At any rate, that was, if you will excuse the pun, the beginning of the end.

Mr. Eckert was handcuffed and taken to the Deming Police Station. His car was seized and searched.

Nothing was found.

A search warrant for Mr. Eckert’s rear end was obtained. He was taken to the Deming Emergency Room but the attending physician, to his enduring credit, refused to conduct the “search” on the grounds it was unethical. The officers found a more pliant doctor at another emergency room in an adjoining county. There an abdominal x-ray was ordered.

Nothing was found.

Then two digital searches were performed, finding nothing other than what you might expect to be found under, shall we say, natural conditions.

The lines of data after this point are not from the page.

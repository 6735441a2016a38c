//! Telegram transport: long-polling Bot API client behind a small trait.
//!
//! The router only sees `ChatTransport::send_message`; the polling loop
//! filters messages against the chat-id allow-list before they ever reach
//! the router, replying to strangers with their chat id so they can ask the
//! operator to be added.

use anyhow::{Context, Result};
use async_trait::async_trait;
use serde::Deserialize;
use tokio::sync::mpsc;
use tracing::{info, warn};

/// An inbound text message from an allow-listed chat.
#[derive(Debug, Clone)]
pub struct IncomingMessage {
    pub chat_id: i64,
    pub text: String,
}

#[async_trait]
pub trait ChatTransport: Send + Sync {
    async fn send_message(&self, chat_id: i64, text: &str) -> Result<()>;
}

/// An empty allow-list means nobody is allowed.
pub fn is_allowed_chat(chat_id: i64, allowed: &[i64]) -> bool {
    allowed.contains(&chat_id)
}

// ============================================================================
// Bot API wire types (the subset we consume)
// ============================================================================

#[derive(Debug, Deserialize)]
struct UpdatesResponse {
    ok: bool,
    #[serde(default)]
    result: Vec<Update>,
}

#[derive(Debug, Deserialize)]
struct Update {
    update_id: i64,
    message: Option<Message>,
}

#[derive(Debug, Deserialize)]
struct Message {
    chat: Chat,
    text: Option<String>,
}

#[derive(Debug, Deserialize)]
struct Chat {
    id: i64,
}

// ============================================================================
// Client
// ============================================================================

pub struct TelegramClient {
    http: reqwest::Client,
    base_url: String,
    allowed_chat_ids: Vec<i64>,
    poll_timeout_sec: u64,
}

impl TelegramClient {
    pub fn new(token: &str, allowed_chat_ids: Vec<i64>, poll_timeout_sec: u64) -> Result<Self> {
        let http = reqwest::Client::builder()
            .timeout(std::time::Duration::from_secs(poll_timeout_sec + 10))
            .build()
            .context("building telegram http client")?;
        Ok(Self {
            http,
            base_url: format!("https://api.telegram.org/bot{}", token),
            allowed_chat_ids,
            poll_timeout_sec,
        })
    }

    /// Long-poll `getUpdates` forever, forwarding allow-listed text messages
    /// into `tx`. Poll errors are logged and retried after a short pause.
    pub async fn poll_updates(&self, tx: mpsc::Sender<IncomingMessage>) {
        info!("Telegram bot started (long polling)");
        let mut offset: i64 = 0;

        loop {
            let updates = match self.fetch_updates(offset).await {
                Ok(u) => u,
                Err(e) => {
                    warn!("getUpdates failed: {}", e);
                    tokio::time::sleep(std::time::Duration::from_secs(3)).await;
                    continue;
                }
            };

            for update in updates {
                offset = offset.max(update.update_id + 1);
                let Some(message) = update.message else {
                    continue;
                };
                let Some(text) = message.text else {
                    continue;
                };
                let chat_id = message.chat.id;

                if !is_allowed_chat(chat_id, &self.allowed_chat_ids) {
                    warn!("rejected message from unauthorized chat id: {}", chat_id);
                    let notice = format!(
                        "This chat is not authorized.\n\nYour chat ID is: {}\nAsk the operator to add it to the allow-list.",
                        chat_id
                    );
                    if let Err(e) = self.send_message(chat_id, &notice).await {
                        warn!("failed notifying unauthorized chat: {}", e);
                    }
                    continue;
                }

                if tx.send(IncomingMessage { chat_id, text }).await.is_err() {
                    info!("message channel closed, stopping telegram poll loop");
                    return;
                }
            }
        }
    }

    async fn fetch_updates(&self, offset: i64) -> Result<Vec<Update>> {
        let resp: UpdatesResponse = self
            .http
            .get(format!("{}/getUpdates", self.base_url))
            .query(&[
                ("offset", offset.to_string()),
                ("timeout", self.poll_timeout_sec.to_string()),
                ("allowed_updates", "[\"message\"]".to_string()),
            ])
            .send()
            .await
            .context("sending getUpdates")?
            .json()
            .await
            .context("decoding getUpdates response")?;

        if !resp.ok {
            anyhow::bail!("getUpdates returned ok=false");
        }
        Ok(resp.result)
    }
}

#[async_trait]
impl ChatTransport for TelegramClient {
    async fn send_message(&self, chat_id: i64, text: &str) -> Result<()> {
        let resp = self
            .http
            .post(format!("{}/sendMessage", self.base_url))
            .json(&serde_json::json!({ "chat_id": chat_id, "text": text }))
            .send()
            .await
            .context("sending message")?;

        if !resp.status().is_success() {
            anyhow::bail!("sendMessage failed with status {}", resp.status());
        }
        Ok(())
    }
}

An enema was then given, and the results searched. (Who signs up for these jobs?)

Nothing unexpected was found.

Another enema was given and another “stool search” performed. (Is this where the phrase “stool pigeon” originated?) But again the results were clear, at least of narcotics.

I know you are now in the twilight of disbelief, but according to the complaint, a third enema was given and, again, nothing was found.

Then the doctor x-rayed Mr. Eckert’s chest, lungs, and heart. Same result: nothing.

Undeterred, the constabulary ordered a colonoscopy. A surgical team was gathered and the colonoscopy completed.

Nothing was found.

At this point, I gather, the doctors and the police threw in the towel, metaphorically speaking at least, and Mr. Eckert, considerably lighter and possibly glowing from all the x-rays, was finally released.

If all that wasn’t enough, in what might be described as piling on, the “defendant Gila Regional has billed Plaintiff for the ‘services’ it provided at the request of law enforcement,” and Mr. Eckert “still receives medical bills for thousands of dollars.” (I don’t want to be the billing clerk who has to explain those bills to a jury, if I may have a final digression.)

As someone whose age is such that colonoscopies are de rigueur, I have heard rumblings that Medicare changes are afoot under which Medicare will no longer pay for colonoscopies every five years, as most doctors recommend, but will require ten years between procedures. If indeed that becomes the new rule to which my doctor has to abide, I am going to fly to Deming, rent a car, and blow through the first stop sign I see. I don’t see how Medicare could possibly turn down a procedure ordered by law enforcement.